■ Task to complete
Locate the word "async" in the material, then show every line that holds it.

■ Task inputs
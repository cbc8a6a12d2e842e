use axum::{Json, extract::State, response::IntoResponse};

use crate::AppState;
use crate::metrics;

/// Health check endpoint - returns relay status
pub async fn health_handler(State(state): State<AppState>) -> impl IntoResponse {
    let metrics = state.metrics.snapshot();
    let transports = metrics::TransportHealth {
        links_configured: state.links.slots().len() as u64,
        links_connected: state.links.connected_count().await as u64,
        broker_configured: state.broker.is_some(),
        broker_connected: state.broker.as_ref().is_some_and(|b| b.is_connected()),
    };

    let status = if transports.is_degraded() {
        "degraded"
    } else {
        "healthy"
    };

    Json(metrics::HealthStatus {
        status: status.to_string(),
        instances: state.hub.registry().len().await as u64,
        sessions: metrics.sessions.active,
        transports,
        uptime_secs: metrics.uptime_secs,
    })
}

/// Metrics endpoint - returns detailed relay metrics
pub async fn metrics_handler(State(state): State<AppState>) -> impl IntoResponse {
    Json(state.metrics.snapshot())
}

/// Liveness probe - returns 200 if the server is running
pub async fn health_live_handler() -> impl IntoResponse {
    Json(serde_json::json!({ "status": "alive" }))
}
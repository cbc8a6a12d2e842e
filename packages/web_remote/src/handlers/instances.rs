use axum::{Json, extract::State, response::IntoResponse};
use serde::Serialize;

use crate::AppState;
use crate::link::LinkStatus;
use crate::protocol::{InstanceRecord, Transport};

#[derive(Serialize)]
struct InstanceView {
    #[serde(flatten)]
    record: InstanceRecord,
    transport: Transport,
}

#[derive(Serialize)]
struct BrokerStatus {
    connected: bool,
}

#[derive(Serialize)]
struct InstancesResponse {
    version: u64,
    instances: Vec<InstanceView>,
    links: Vec<LinkStatus>,
    broker: Option<BrokerStatus>,
}

/// GET /api/instances - current presence table plus transport state
pub async fn list_instances(State(state): State<AppState>) -> impl IntoResponse {
    let snapshot = state.hub.registry().snapshot().await;
    let instances = snapshot
        .records
        .into_iter()
        .map(|record| InstanceView {
            transport: record.transport,
            record,
        })
        .collect();

    Json(InstancesResponse {
        version: snapshot.version,
        instances,
        links: state.links.statuses().await,
        broker: state.broker.as_ref().map(|b| BrokerStatus {
            connected: b.is_connected(),
        }),
    })
}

■ Exercise response
pub async fn health_handler(State(state): State<AppState>) -> impl IntoResponse {
pub async fn metrics_handler(State(state): State<AppState>) -> impl IntoResponse {
pub async fn health_live_handler() -> impl IntoResponse {
pub async fn list_instances(State(state): State<AppState>) -> impl IntoResponse {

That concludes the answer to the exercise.